The "toolbox" provided by ACCEPT to client optimizations currently consists of precise-purity and per-instruction precision. We will add region identification, which is used by the NPU optimization. We should also pitch this region selection as being useful for general approximate accelerators (e.g., QUORA, relaxed versions of something like C-Cores or BERET, etc.).
With region selection available, it will be easy to write another client optimization, which I'll call general perforation. This would just skip a single-entry, single-exit region of the CFG that's marked as approximate. We could make this randomized (only skip sometimes). This is easy to implement, likely to be successful, and different from loop perforation.
We will add a section to the eval describing the three undergrads' experience with using ACCEPT to optimize new applications from scratch. Ambitiously, they may even have time to modify or add optimizations that work well for their applications.
We need to get these guys taking notes so we have interesting things to discuss in this section.

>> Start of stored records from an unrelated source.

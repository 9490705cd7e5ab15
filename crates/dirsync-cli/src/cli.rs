use clap::{Args, Parser, Subcommand};
use std::path::PathBuf;

/// Directory Tree Synchronizer
///
/// Make a destination directory match a source directory, optionally in both
/// directions, purging extras and verifying the result by content hash
#[derive(Parser, Debug)]
#[command(name = "dirsync")]
#[command(about, long_about = None, version)]
pub struct Cli {
    /// Diagnostic log filter for stderr, e.g. `debug` (default: $RUST_LOG or `warn`)
    #[arg(long, global = true, value_name = "LEVEL")]
    pub log_level: Option<String>,

    /// Use specific config file
    #[arg(long, global = true, value_name = "PATH", env = "DIRSYNC_CONFIG")]
    pub config: Option<PathBuf>,

    /// Ignore all config files
    #[arg(long, global = true)]
    pub no_config: bool,

    #[command(subcommand)]
    pub command: Commands,
}

#[derive(Subcommand, Debug)]
pub enum Commands {
    /// Synchronize DEST with SOURCE
    Sync {
        /// Authoritative directory (must exist)
        #[arg(value_name = "SOURCE")]
        source: PathBuf,

        /// Directory to bring in line with SOURCE (created if missing)
        #[arg(value_name = "DEST")]
        dest: PathBuf,

        #[command(flatten)]
        flags: SyncFlags,
    },

    /// Compare two trees by content hash without changing anything
    Verify {
        /// First tree, reported as "source"
        #[arg(value_name = "SOURCE")]
        source: PathBuf,

        /// Second tree, reported as "destination"
        #[arg(value_name = "DEST")]
        dest: PathBuf,
    },

    /// Show the active config file and the option defaults it provides
    Config,
}

/// Sync switches. Each one set here turns the option on regardless of the
/// config file.
#[derive(Args, Debug, Default, Clone)]
#[allow(clippy::struct_excessive_bools)]
pub struct SyncFlags {
    /// Print one line per copy, update, and delete
    #[arg(short, long)]
    pub verbose: bool,

    /// Delete destination entries that do not exist in the source
    #[arg(long)]
    pub purge: bool,

    /// Copy every common file, even when unchanged
    #[arg(long, alias = "forcecopy")]
    pub force_copy: bool,

    /// Compare file contents instead of size and modification time
    #[arg(long)]
    pub use_content: bool,

    /// Also copy destination changes back into the source
    #[arg(long, alias = "2sync")]
    pub two_way: bool,

    /// Verify both trees by content hash afterwards
    #[arg(long, alias = "hverify")]
    pub hash_verify: bool,

    /// Fail when a name is a file on one side and a directory on the other
    #[arg(long)]
    pub strict_types: bool,
}
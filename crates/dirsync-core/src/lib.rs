//! # dirsync-core
//!
//! Core library for the dirsync directory synchronizer.
//!
//! This library reconciles two local directory trees so that the destination
//! (or, in two-way mode, both trees) matches the source, optionally purging
//! extraneous entries and verifying the result by content hash.
//!
//! Front-ends construct a [`SyncEngine`] from [`SyncOptions`] and pass a
//! [`ProgressSink`] that receives human-readable [`ProgressEvent`]s.

#![warn(missing_docs)]
#![warn(clippy::all)]

/// Typed errors returned by the engine
pub mod error;

/// Tree comparison and per-file update policy
pub mod comparison;

/// Immutable options carried through a sync run
pub mod options;

/// Progress events and the sink trait consumed by front-ends
pub mod progress;

/// Reconciliation passes and the engine entry point
pub mod sync;

/// Post-sync content hash verification
pub mod verify;

pub use error::{Result, SyncError};
pub use options::SyncOptions;
pub use progress::{FnSink, NoOpSink, ProgressEvent, ProgressSink};
pub use sync::{SyncEngine, SyncReporter, SyncSummary};
pub use verify::{FileVerification, Side, VerificationReport, VerificationStatus, Verifier};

Some quantitative results here would be very interesting: asking their opinions on a Likert scale or timing a task, for example.
A couple of other optimizations we've talked about in the past that would also bear the trifecta of (a) not challenging to implement, (b) likely to succeed, and (c) somewhat novel fall under the category of selecting alternatives manually provided by the programmer.
Specifically:
- The programmer provides multiple values for a parameter (e.g., convergence criterion). We tune these parameters in tandem with perforation, NPU, etc.
- The programmer provides multiple implementations of a function. We choose which to call.
- Standard-library replacement. We include a library of relaxed implementations of functions in the STL. They can be used used when their arguments are approximate. We choose whether to call the original or the relaxed version.
It would be awesome if we could run the MSP-430 benchmark on real hardware.